What is expected
Reproduce the data, keeping every word exactly as it is.

Records shown
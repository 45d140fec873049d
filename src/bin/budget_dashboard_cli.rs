use budget_dashboard::{cli::run_cli, init};

fn main() {
    init();

    if let Err(err) = run_cli() {
        eprintln!("Error: {err}");
        std::process::exit(1);
    }
}
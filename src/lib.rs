#![doc(test(attr(deny(warnings))))]

//! Budget Dashboard tracks debts, recurring installments and weekly spending
//! logs, and derives weekly budget summaries from them.

pub mod calendar;
pub mod cli;
pub mod config;
pub mod core;
pub mod currency;
pub mod errors;
pub mod ledger;
pub mod sync;
pub mod utils;

use std::sync::Once;

static INIT_TRACING: Once = Once::new();

/// Initializes global tracing and emits a startup info log.
pub fn init() {
    INIT_TRACING.call_once(|| {
        utils::init_tracing();
        tracing::info!("Budget Dashboard tracing initialized.");
    });
}
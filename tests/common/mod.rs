#![allow(dead_code)]

use budget_dashboard::{
    calendar::FilterKind,
    core::Session,
    ledger::BudgetSettings,
};
use chrono::{NaiveDate, NaiveDateTime};

pub fn date(y: i32, m: u32, d: u32) -> NaiveDate {
    NaiveDate::from_ymd_opt(y, m, d).unwrap()
}

pub fn at(y: i32, m: u32, d: u32, h: u32) -> NaiveDateTime {
    date(y, m, d).and_hms_opt(h, 0, 0).unwrap()
}

pub fn session_at(now: NaiveDateTime) -> Session {
    Session::starting_at(BudgetSettings::default(), FilterKind::Week, now)
}
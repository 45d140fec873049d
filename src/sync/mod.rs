//! Wallet synchronisation seam.
//!
//! Aggregations never look at where wallet candidates come from; they only
//! consume the list a [`WalletSource`] hands back.

use std::{thread, time::Duration as StdDuration};

use chrono::{Duration, NaiveDateTime};
use serde::{Deserialize, Serialize};
use thiserror::Error;
use uuid::Uuid;

#[derive(Debug, Error)]
pub enum SyncError {
    #[error("wallet source `{0}` is unavailable")]
    Unavailable(String),
}

/// A spending candidate reported by a wallet.
#[derive(Debug, Clone, Serialize, Deserialize, PartialEq, Eq)]
pub struct WalletTransaction {
    pub id: Uuid,
    pub date: NaiveDateTime,
    pub description: String,
    pub amount: i64,
}

pub trait WalletSource {
    fn name(&self) -> &str;

    /// Fetches the current candidate list. `now` anchors relative timestamps.
    fn fetch(&self, now: NaiveDateTime) -> Result<Vec<WalletTransaction>, SyncError>;
}

/// (description, amount, hours before `now`)
const MOCK_ENTRIES: [(&str, i64, i64); 4] = [
    ("Grab Food", 85_000, 3),
    ("Circle K", 32_000, 20),
    ("Highlands Coffee", 59_000, 30),
    ("Petrolimex", 120_000, 52),
];

/// Stand-in wallet that returns a fixed list after an optional delay.
#[derive(Debug, Clone, Default)]
pub struct MockWallet {
    latency: StdDuration,
}

impl MockWallet {
    pub fn new() -> Self {
        Self::default()
    }

    pub fn with_latency(latency: StdDuration) -> Self {
        Self { latency }
    }
}

impl WalletSource for MockWallet {
    fn name(&self) -> &str {
        "mock-wallet"
    }

    fn fetch(&self, now: NaiveDateTime) -> Result<Vec<WalletTransaction>, SyncError> {
        if !self.latency.is_zero() {
            thread::sleep(self.latency);
        }
        Ok(MOCK_ENTRIES
            .iter()
            .map(|(description, amount, hours_ago)| WalletTransaction {
                id: Uuid::new_v4(),
                date: now - Duration::hours(*hours_ago),
                description: (*description).to_string(),
                amount: *amount,
            })
            .collect())
    }
}

#[cfg(test)]
mod tests {
    use super::*;
    use chrono::NaiveDate;

    #[test]
    fn mock_wallet_dates_entries_before_now() {
        let now = NaiveDate::from_ymd_opt(2024, 4, 2)
            .unwrap()
            .and_hms_opt(12, 0, 0)
            .unwrap();
        let entries = MockWallet::new().fetch(now).unwrap();
        assert_eq!(entries.len(), MOCK_ENTRIES.len());
        assert!(entries.iter().all(|entry| entry.date < now && entry.amount > 0));
    }
}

Solution to the exercise
repository 45d140fec873049d
filename src/bin/budget_dashboard_cli.rs
use budget_dashboard::{cli::run_cli, init};

fn main() {
    init();

    if let Err(err) = run_cli() {
        eprintln!("Error: {err}");
        std::process::exit(1);
    }
}
filename src/lib.rs
#![doc(test(attr(deny(warnings))))]

//! Budget Dashboard tracks debts, recurring installments and weekly spending
//! logs, and derives weekly budget summaries from them.

pub mod calendar;
pub mod cli;
pub mod config;
pub mod core;
pub mod currency;
pub mod errors;
pub mod ledger;
pub mod sync;
pub mod utils;

use std::sync::Once;

static INIT_TRACING: Once = Once::new();

/// Initializes global tracing and emits a startup info log.
pub fn init() {
    INIT_TRACING.call_once(|| {
        utils::init_tracing();
        tracing::info!("Budget Dashboard tracing initialized.");
    });
}
filename tests/common/mod.rs
#![allow(dead_code)]

use budget_dashboard::{
    calendar::FilterKind,
    core::Session,
    ledger::BudgetSettings,
};
use chrono::{NaiveDate, NaiveDateTime};

pub fn date(y: i32, m: u32, d: u32) -> NaiveDate {
    NaiveDate::from_ymd_opt(y, m, d).unwrap()
}

pub fn at(y: i32, m: u32, d: u32, h: u32) -> NaiveDateTime {
    date(y, m, d).and_hms_opt(h, 0, 0).unwrap()
}

pub fn session_at(now: NaiveDateTime) -> Session {
    Session::starting_at(BudgetSettings::default(), FilterKind::Week, now)
}
repository 45d140fec873049d
filename src/sync/mod.rs
//! Wallet synchronisation seam.
//!
//! Aggregations never look at where wallet candidates come from; they only
//! consume the list a [`WalletSource`] hands back.

use std::{thread, time::Duration as StdDuration};

use chrono::{Duration, NaiveDateTime};
use serde::{Deserialize, Serialize};
use thiserror::Error;
use uuid::Uuid;

#[derive(Debug, Error)]
pub enum SyncError {
    #[error("wallet source `{0}` is unavailable")]
    Unavailable(String),
}

/// A spending candidate reported by a wallet.
#[derive(Debug, Clone, Serialize, Deserialize, PartialEq, Eq)]
pub struct WalletTransaction {
    pub id: Uuid,
    pub date: NaiveDateTime,
    pub description: String,
    pub amount: i64,
}

pub trait WalletSource {
    fn name(&self) -> &str;

    /// Fetches the current candidate list. `now` anchors relative timestamps.
    fn fetch(&self, now: NaiveDateTime) -> Result<Vec<WalletTransaction>, SyncError>;
}

/// (description, amount, hours before `now`)
const MOCK_ENTRIES: [(&str, i64, i64); 4] = [
    ("Grab Food", 85_000, 3),
    ("Circle K", 32_000, 20),
    ("Highlands Coffee", 59_000, 30),
    ("Petrolimex", 120_000, 52),
];

/// Stand-in wallet that returns a fixed list after an optional delay.
#[derive(Debug, Clone, Default)]
pub struct MockWallet {
    latency: StdDuration,
}

impl MockWallet {
    pub fn new() -> Self {
        Self::default()
    }

    pub fn with_latency(latency: StdDuration) -> Self {
        Self { latency }
    }
}

impl WalletSource for MockWallet {
    fn name(&self) -> &str {
        "mock-wallet"
    }

    fn fetch(&self, now: NaiveDateTime) -> Result<Vec<WalletTransaction>, SyncError> {
        if !self.latency.is_zero() {
            thread::sleep(self.latency);
        }
        Ok(MOCK_ENTRIES
            .iter()
            .map(|(description, amount, hours_ago)| WalletTransaction {
                id: Uuid::new_v4(),
                date: now - Duration::hours(*hours_ago),
                description: (*description).to_string(),
                amount: *amount,
            })
            .collect())
    }
}

#[cfg(test)]
mod tests {
    use super::*;
    use chrono::NaiveDate;

    #[test]
    fn mock_wallet_dates_entries_before_now() {
        let now = NaiveDate::from_ymd_opt(2024, 4, 2)
            .unwrap()
            .and_hms_opt(12, 0, 0)
            .unwrap();
        let entries = MockWallet::new().fetch(now).unwrap();
        assert_eq!(entries.len(), MOCK_ENTRIES.len());
        assert!(entries.iter().all(|entry| entry.date < now && entry.amount > 0));
    }
}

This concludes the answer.